Of course you’re not being unreasonable. How would it be ‘reasonable’ to pass judgement on someone for their own choices and lifestyle? Perhaps your colleague isn’t judging either; just making a passing comment.
People leave home at all sorts of ages, or stay there for all sorts of reasons. There aren’t any rules about this, unspoken or otherwise.

TiersTiersTiers · 22/10/2020 07:51

Your work colleague is being judgemental and unreasonable and also a busy body - what business is it of hers (or yours).

toodlepipsqueaks · 22/10/2020 07:52

Really not unusual since house prices have skyrocketed. Is your colleague quite a bit older? I don't think that excuses the judgement but (s)he might have not known anyone first hand to be struggling with the cost of living now.

purpledagger · 22/10/2020 07:52

I don't think it's strange.

We live in Greater London and I expect our children will be living at home well into their late 20s. I'd rather support my children to establish their careers and save up whilst living at home, than to encourage them to move out just for the sake of it.

Daydreamsinglorioustechnicolor · 22/10/2020 07:55

I have a friend late 30s who lives with her mum for a variety of reasons. I can't see her ever moving out now, especially as her mum gets older and possibly more in need of help etc
They do get on very well and are more like housemates than anything.
In the end the house will be hers anyway so she's not really losing out financially.

Rainbowllama4 · 22/10/2020 07:57

Good god no, I moved back to my parents as a single mother at the age of 24 after my relationship broke up, it meant my daughter had extra people around who loved her, at the time I didn’t have a well paid job, my daughter and I would have been living in poverty (pre working tax credit days) with my parents help I retrained and we both moved out when I turned 28. Over 20 years later I own my own home, I financially helped my daughter with a deposit for her first home. If I hadn’t moved back to my parents none of that would have happened.
Why would anybody judge others on their living arrangements. Bizarre.

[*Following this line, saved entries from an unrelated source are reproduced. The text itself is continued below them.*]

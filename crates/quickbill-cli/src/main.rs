// Copyright 2026 Phillip Cloud
// Licensed under the Apache License, Version 2.0

mod config;
mod logging;

use anyhow::{Context, Result, anyhow};
use config::Config;
use quickbill_app::{AppState, BillHeader};
use std::env;
use std::path::PathBuf;
use time::{Date, OffsetDateTime};

fn main() {
    if let Err(error) = run() {
        eprintln!("{error:#}");
        std::process::exit(1);
    }
}

fn run() -> Result<()> {
    let options = parse_cli_args(env::args().skip(1), Config::default_path()?)?;
    if options.show_help {
        print_help();
        return Ok(());
    }

    if options.print_config_path {
        println!("{}", options.config_path.display());
        return Ok(());
    }

    if options.print_example {
        print!("{}", Config::example_config(&options.config_path));
        return Ok(());
    }

    let config = Config::load(&options.config_path).with_context(|| {
        format!(
            "load config {}; run `quickbill --print-example-config` to generate a template",
            options.config_path.display()
        )
    })?;
    logging::init(&config)?;

    let catalog = config.catalog()?;
    let header = BillHeader::new(options.order_number, local_today())?;
    tracing::info!(
        config = %options.config_path.display(),
        catalog_items = catalog.len(),
        order = header.order_number,
        "startup checks passed"
    );
    if options.check_only {
        return Ok(());
    }

    let mut state = AppState::with_catalog(catalog);
    quickbill_tui::run_app(&mut state, &header, &config.ui_options())
}

fn local_today() -> Date {
    OffsetDateTime::now_local()
        .unwrap_or_else(|_| OffsetDateTime::now_utc())
        .date()
}

#[derive(Debug, Clone, PartialEq, Eq)]
struct CliOptions {
    config_path: PathBuf,
    order_number: u64,
    print_config_path: bool,
    print_example: bool,
    check_only: bool,
    show_help: bool,
}

fn parse_cli_args<I, S>(args: I, default_config_path: PathBuf) -> Result<CliOptions>
where
    I: IntoIterator<Item = S>,
    S: AsRef<str>,
{
    let mut options = CliOptions {
        config_path: default_config_path,
        order_number: 1,
        print_config_path: false,
        print_example: false,
        check_only: false,
        show_help: false,
    };

    let mut iter = args.into_iter();
    while let Some(arg) = iter.next() {
        match arg.as_ref() {
            "--config" => {
                let value = iter
                    .next()
                    .ok_or_else(|| anyhow!("--config requires a file path"))?;
                options.config_path = PathBuf::from(value.as_ref());
            }
            "--order" => {
                let value = iter
                    .next()
                    .ok_or_else(|| anyhow!("--order requires an order number"))?;
                options.order_number = parse_order_number(value.as_ref())?;
            }
            "--print-config-path" => {
                options.print_config_path = true;
            }
            "--print-example-config" => {
                options.print_example = true;
            }
            "--check" => {
                options.check_only = true;
            }
            "--help" | "-h" => {
                options.show_help = true;
            }
            unknown => {
                return Err(anyhow!(
                    "unknown argument {unknown:?}; run with --help to see supported options"
                ));
            }
        }
    }

    Ok(options)
}

fn parse_order_number(raw: &str) -> Result<u64> {
    let order: u64 = raw
        .parse()
        .with_context(|| format!("--order expects a positive whole number, got {raw:?}"))?;
    if order == 0 {
        return Err(anyhow!("--order must be at least 1"));
    }
    Ok(order)
}

fn print_help() {
    println!("quickbill");
    println!("  --config <path>          Use a specific config path");
    println!("  --order <n>              Order number shown in the header (default 1)");
    println!("  --print-config-path      Print resolved config path");
    println!("  --print-example-config   Print a config template");
    println!("  --check                  Validate config + catalog and exit");
    println!("  --help                   Show this help");
}
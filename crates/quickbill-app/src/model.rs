// Copyright 2026 Phillip Cloud
// Licensed under the Apache License, Version 2.0

use anyhow::{Context, Result, bail};
use serde::{Deserialize, Serialize};
use std::collections::BTreeSet;
use time::Date;
use time::format_description::BorrowedFormatItem;
use time::macros::format_description;

use crate::ids::*;

pub const DEFAULT_CURRENCY: &str = "₹";

const DEMO_ITEMS: [(&str, i64); 15] = [
    ("Tea", 20),
    ("Coffee", 40),
    ("Green Tea", 30),
    ("Cappuccino", 60),
    ("Espresso", 50),
    ("Latte", 55),
    ("Sandwich", 80),
    ("Burger", 120),
    ("Samosa", 15),
    ("Chips", 25),
    ("Cookies", 35),
    ("Cake Slice", 70),
    ("Cold Drink", 30),
    ("Juice", 45),
    ("Water Bottle", 20),
];

const HEADER_DATE_FORMAT: &[BorrowedFormatItem<'static>] =
    format_description!("[weekday repr:short], [month repr:short] [day padding:none], [year]");

#[derive(Debug, Clone, PartialEq, Eq, Serialize, Deserialize)]
pub struct CatalogEntry {
    pub name: String,
    pub unit_price: i64,
}

impl CatalogEntry {
    pub fn new(name: impl Into<String>, unit_price: i64) -> Self {
        Self {
            name: name.into(),
            unit_price,
        }
    }

    pub fn matches(&self, query: &str) -> bool {
        self.name.to_lowercase().contains(&query.to_lowercase())
    }
}

/// Fixed list of purchasable items. Built once at startup and never mutated.
#[derive(Debug, Clone, PartialEq, Eq)]
pub struct Catalog {
    entries: Vec<CatalogEntry>,
}

impl Catalog {
    pub fn new(entries: Vec<CatalogEntry>) -> Result<Self> {
        let mut seen = BTreeSet::new();
        for entry in &entries {
            if entry.name.trim().is_empty() {
                bail!("catalog item name is required -- give every item a name");
            }
            if entry.unit_price < 0 {
                bail!(
                    "catalog item {:?} has negative price {}; prices must be >= 0",
                    entry.name,
                    entry.unit_price
                );
            }
            if !seen.insert(entry.name.as_str()) {
                bail!(
                    "catalog item {:?} is listed twice; item names must be unique",
                    entry.name
                );
            }
        }
        Ok(Self { entries })
    }

    pub fn demo() -> Self {
        Self {
            entries: DEMO_ITEMS
                .iter()
                .map(|(name, price)| CatalogEntry::new(*name, *price))
                .collect(),
        }
    }

    pub fn entries(&self) -> &[CatalogEntry] {
        &self.entries
    }

    pub fn len(&self) -> usize {
        self.entries.len()
    }

    pub fn is_empty(&self) -> bool {
        self.entries.is_empty()
    }

    pub fn find(&self, name: &str) -> Option<&CatalogEntry> {
        self.entries.iter().find(|entry| entry.name == name)
    }

    /// Entries whose name contains `query` case-insensitively, in catalog order.
    pub fn search(&self, query: &str) -> Vec<&CatalogEntry> {
        self.entries
            .iter()
            .filter(|entry| entry.matches(query))
            .collect()
    }
}

impl Default for Catalog {
    fn default() -> Self {
        Self::demo()
    }
}

#[derive(Debug, Clone, PartialEq, Eq, Serialize, Deserialize)]
pub struct Selection {
    pub name: String,
    pub unit_price: i64,
}

impl From<&CatalogEntry> for Selection {
    fn from(entry: &CatalogEntry) -> Self {
        Self {
            name: entry.name.clone(),
            unit_price: entry.unit_price,
        }
    }
}

impl From<&LineItem> for Selection {
    fn from(line: &LineItem) -> Self {
        Self {
            name: line.name.clone(),
            unit_price: line.unit_price,
        }
    }
}

#[derive(Debug, Clone, PartialEq, Eq, Serialize, Deserialize)]
pub struct LineItem {
    pub id: LineItemId,
    pub name: String,
    pub unit_price: i64,
    pub quantity: i64,
    pub amount: i64,
}

#[derive(Debug, Clone, Copy, PartialEq, Eq, Serialize, Deserialize)]
pub enum FocusTarget {
    Search,
    Quantity,
}

#[derive(Debug, Clone, Copy, PartialEq, Eq, Serialize, Deserialize)]
pub enum EditorMode {
    Idle,
    Editing(LineItemId),
}

impl EditorMode {
    pub const fn editing_id(self) -> Option<LineItemId> {
        match self {
            Self::Idle => None,
            Self::Editing(id) => Some(id),
        }
    }

    pub const fn commit_label(self) -> &'static str {
        match self {
            Self::Idle => "Add",
            Self::Editing(_) => "Save",
        }
    }
}

#[derive(Debug, Clone, Copy, PartialEq, Eq)]
pub struct BillHeader {
    pub order_number: u64,
    pub date: Date,
}

impl BillHeader {
    pub fn new(order_number: u64, date: Date) -> Result<Self> {
        if order_number == 0 {
            bail!("order number must be at least 1");
        }
        Ok(Self { order_number, date })
    }

    pub fn date_label(&self) -> Result<String> {
        self.date
            .format(HEADER_DATE_FORMAT)
            .with_context(|| format!("format bill date {}", self.date))
    }
}

pub fn format_amount(currency: &str, amount: i64) -> String {
    format!("{currency}{amount}")
}

pub fn item_count_label(count: usize) -> String {
    let suffix = if count == 1 { "" } else { "s" };
    format!("{count} item{suffix}")
}
//! Core state types for the gravity sandbox.
//!
//! - `Body`   a point mass with a display radius and a position trail
//! - `System` the list of bodies and the current simulation time `t`
//!
//! Bodies carry no identity; the caller adds and removes them between ticks.

use std::collections::VecDeque;

use crate::geometry::NVec2;

/// Position history kept for drawing orbit trails
/// `limit = None` keeps every point, otherwise the oldest points are dropped
#[derive(Debug, Clone, Default)]
pub struct Trail {
    points: VecDeque<NVec2>,
    limit: Option<usize>,
}

impl Trail {
    pub fn unbounded() -> Self {
        Self::default()
    }

    pub fn bounded(limit: usize) -> Self {
        Self {
            points: VecDeque::with_capacity(limit.min(1024)),
            limit: Some(limit),
        }
    }

    pub fn push(&mut self, p: NVec2) {
        if let Some(limit) = self.limit {
            if limit == 0 {
                return;
            }
            while self.points.len() >= limit {
                self.points.pop_front();
            }
        }
        self.points.push_back(p);
    }

    pub fn len(&self) -> usize {
        self.points.len()
    }

    pub fn is_empty(&self) -> bool {
        self.points.is_empty()
    }

    pub fn last(&self) -> Option<&NVec2> {
        self.points.back()
    }

    pub fn iter(&self) -> impl Iterator<Item = &NVec2> {
        self.points.iter()
    }
}

/// Physical parameters of a launched asteroid, used only by the impact
/// and deflection models (the integrator works with `m` alone)
#[derive(Debug, Clone, Copy, PartialEq)]
pub struct Asteroid {
    pub diameter_m: f64, // diameter in metres
    pub density: f64, // kg/m^3
}

#[derive(Debug, Clone)]
pub struct Body {
    pub x: NVec2, // position (px)
    pub v: NVec2, // velocity (px/tick)
    pub m: f64, // mass (game units)
    pub radius: f64, // collision / visual radius (px)
    pub trail: Trail, // past positions
    pub name: Option<String>, // display label
    pub asteroid: Option<Asteroid>, // set for launched asteroids
}

impl Body {
    pub fn new(x: NVec2, v: NVec2, m: f64, radius: f64) -> Self {
        Self {
            x,
            v,
            m,
            radius,
            trail: Trail::unbounded(),
            name: None,
            asteroid: None,
        }
    }

    pub fn named(mut self, name: impl Into<String>) -> Self {
        self.name = Some(name.into());
        self
    }

    pub fn with_trail_limit(mut self, limit: Option<usize>) -> Self {
        self.trail = match limit {
            Some(n) => Trail::bounded(n),
            None => Trail::unbounded(),
        };
        self
    }

    pub fn with_asteroid(mut self, asteroid: Asteroid) -> Self {
        self.asteroid = Some(asteroid);
        self
    }

    pub fn is_named(&self, name: &str) -> bool {
        self.name.as_deref().is_some_and(|n| n.eq_ignore_ascii_case(name))
    }
}

#[derive(Debug, Clone, Default)]
pub struct System {
    pub bodies: Vec<Body>, // collection of bodies
    pub t: f64, // time
}

impl System {
    pub fn new(bodies: Vec<Body>) -> Self {
        Self { bodies, t: 0.0 }
    }
}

Lilac95 · 22/10/2020 07:57

Given how expensive moving out is its totally reasonable! And people who think it’s odd have obviously been dealt a good hand in life. My sister is 27 and live at home, purely because she’s been saving for a deposit. She’s now looking to move out but it’s not weird. I bought a home at 23 but that was due to my partners financial position being great. Otherwise I’d still be at home saving. People are so judgemental

Ponoka7 · 22/10/2020 07:57

It's very narrow minded to judge something that isn't harming anyone else. The statistics show that it isn't odd, or out of the ordinary. In previous generations, single people didn't leave home.

It's an eco way of living if you think about it. Ultimately it puts less pressure on outside services and if it's mutually agreed, it's better for mental health.

The people I've known who haven't moved out have been hard/long workers. It's made both practical and financial sense to still house share with Parents. If it is treated like a house share and not because the person doesn't want to do any housework. I don't see the issue at all.